===== Data to use =====

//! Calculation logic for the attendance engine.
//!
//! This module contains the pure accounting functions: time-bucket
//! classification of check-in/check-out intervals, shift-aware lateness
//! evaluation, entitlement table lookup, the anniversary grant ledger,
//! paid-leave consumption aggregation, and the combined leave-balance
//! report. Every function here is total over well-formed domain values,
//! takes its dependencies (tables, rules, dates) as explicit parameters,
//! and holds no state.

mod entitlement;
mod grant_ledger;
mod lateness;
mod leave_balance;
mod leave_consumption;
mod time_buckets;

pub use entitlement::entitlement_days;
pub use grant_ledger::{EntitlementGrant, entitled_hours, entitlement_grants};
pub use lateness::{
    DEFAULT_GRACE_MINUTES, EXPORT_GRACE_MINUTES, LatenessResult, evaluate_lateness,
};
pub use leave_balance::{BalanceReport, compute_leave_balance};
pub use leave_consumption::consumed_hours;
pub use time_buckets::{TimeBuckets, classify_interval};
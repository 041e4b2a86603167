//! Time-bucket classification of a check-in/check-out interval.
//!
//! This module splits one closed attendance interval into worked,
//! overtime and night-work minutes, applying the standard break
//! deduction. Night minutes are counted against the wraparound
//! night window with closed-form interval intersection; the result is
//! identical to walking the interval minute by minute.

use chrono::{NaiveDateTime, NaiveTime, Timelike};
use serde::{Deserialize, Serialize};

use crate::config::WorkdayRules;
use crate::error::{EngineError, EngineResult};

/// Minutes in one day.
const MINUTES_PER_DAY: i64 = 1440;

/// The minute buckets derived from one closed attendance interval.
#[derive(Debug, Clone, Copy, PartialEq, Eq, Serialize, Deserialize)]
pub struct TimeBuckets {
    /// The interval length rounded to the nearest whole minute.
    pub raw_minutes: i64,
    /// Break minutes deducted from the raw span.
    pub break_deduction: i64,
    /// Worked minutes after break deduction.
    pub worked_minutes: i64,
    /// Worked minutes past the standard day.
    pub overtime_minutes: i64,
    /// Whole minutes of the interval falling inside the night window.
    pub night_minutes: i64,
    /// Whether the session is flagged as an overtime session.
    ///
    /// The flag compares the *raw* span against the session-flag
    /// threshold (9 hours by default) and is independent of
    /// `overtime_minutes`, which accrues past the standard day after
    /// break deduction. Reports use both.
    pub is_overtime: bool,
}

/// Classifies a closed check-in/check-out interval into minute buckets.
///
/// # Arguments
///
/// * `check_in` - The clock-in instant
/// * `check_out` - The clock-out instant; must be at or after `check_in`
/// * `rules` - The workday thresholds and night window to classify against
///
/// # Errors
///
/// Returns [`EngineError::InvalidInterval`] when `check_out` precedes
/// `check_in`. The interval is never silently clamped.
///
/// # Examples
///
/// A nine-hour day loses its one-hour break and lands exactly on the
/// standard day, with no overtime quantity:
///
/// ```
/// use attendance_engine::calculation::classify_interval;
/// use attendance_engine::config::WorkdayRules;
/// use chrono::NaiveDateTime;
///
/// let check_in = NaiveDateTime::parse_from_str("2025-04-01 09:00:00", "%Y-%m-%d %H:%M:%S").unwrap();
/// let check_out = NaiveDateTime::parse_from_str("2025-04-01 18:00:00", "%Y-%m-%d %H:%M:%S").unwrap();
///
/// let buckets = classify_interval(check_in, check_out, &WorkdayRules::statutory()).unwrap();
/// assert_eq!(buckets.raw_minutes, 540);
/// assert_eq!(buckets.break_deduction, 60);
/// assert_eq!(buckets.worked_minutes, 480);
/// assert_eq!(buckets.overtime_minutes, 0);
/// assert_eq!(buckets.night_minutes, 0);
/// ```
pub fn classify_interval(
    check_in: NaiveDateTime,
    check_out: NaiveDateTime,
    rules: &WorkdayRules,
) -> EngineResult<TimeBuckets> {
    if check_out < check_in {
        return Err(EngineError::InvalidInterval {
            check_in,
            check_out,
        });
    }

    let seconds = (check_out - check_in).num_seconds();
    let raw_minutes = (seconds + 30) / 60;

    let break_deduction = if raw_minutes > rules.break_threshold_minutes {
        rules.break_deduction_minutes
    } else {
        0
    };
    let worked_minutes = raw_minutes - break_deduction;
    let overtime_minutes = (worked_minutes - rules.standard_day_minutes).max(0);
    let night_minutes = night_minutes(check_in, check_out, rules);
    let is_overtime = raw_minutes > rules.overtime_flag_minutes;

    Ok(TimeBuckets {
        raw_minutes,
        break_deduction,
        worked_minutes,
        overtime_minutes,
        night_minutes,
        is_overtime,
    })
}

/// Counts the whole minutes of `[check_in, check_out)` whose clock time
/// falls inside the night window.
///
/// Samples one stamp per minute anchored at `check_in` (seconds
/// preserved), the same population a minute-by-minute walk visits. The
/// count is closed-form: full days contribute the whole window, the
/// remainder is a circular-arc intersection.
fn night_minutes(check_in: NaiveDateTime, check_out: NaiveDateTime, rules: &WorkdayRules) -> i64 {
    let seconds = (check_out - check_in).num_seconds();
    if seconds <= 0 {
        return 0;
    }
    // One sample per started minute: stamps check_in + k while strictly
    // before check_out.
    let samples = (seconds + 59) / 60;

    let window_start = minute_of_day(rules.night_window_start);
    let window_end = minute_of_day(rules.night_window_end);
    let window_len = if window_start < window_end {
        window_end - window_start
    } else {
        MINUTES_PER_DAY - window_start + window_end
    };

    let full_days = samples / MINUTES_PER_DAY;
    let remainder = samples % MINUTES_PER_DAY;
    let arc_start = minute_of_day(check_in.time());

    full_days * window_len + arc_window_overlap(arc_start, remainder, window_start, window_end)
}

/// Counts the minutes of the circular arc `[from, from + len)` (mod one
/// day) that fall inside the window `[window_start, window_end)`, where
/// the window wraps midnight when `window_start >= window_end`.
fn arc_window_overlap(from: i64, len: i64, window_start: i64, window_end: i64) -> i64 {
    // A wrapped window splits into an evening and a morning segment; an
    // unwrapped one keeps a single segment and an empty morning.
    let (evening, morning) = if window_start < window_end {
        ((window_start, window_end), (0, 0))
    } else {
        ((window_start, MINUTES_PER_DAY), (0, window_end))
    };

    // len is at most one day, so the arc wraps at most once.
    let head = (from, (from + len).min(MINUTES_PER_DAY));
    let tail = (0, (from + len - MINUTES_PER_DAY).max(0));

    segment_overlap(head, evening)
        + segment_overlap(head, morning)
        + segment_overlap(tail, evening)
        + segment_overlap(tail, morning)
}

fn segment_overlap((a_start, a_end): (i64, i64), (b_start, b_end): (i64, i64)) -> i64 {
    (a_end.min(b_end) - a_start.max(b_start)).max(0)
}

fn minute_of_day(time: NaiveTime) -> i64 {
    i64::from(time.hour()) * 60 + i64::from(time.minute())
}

=====

> Instructions to follow: Say how many lines in the data hold the string "into", and say nothing else.

> Completed task: 3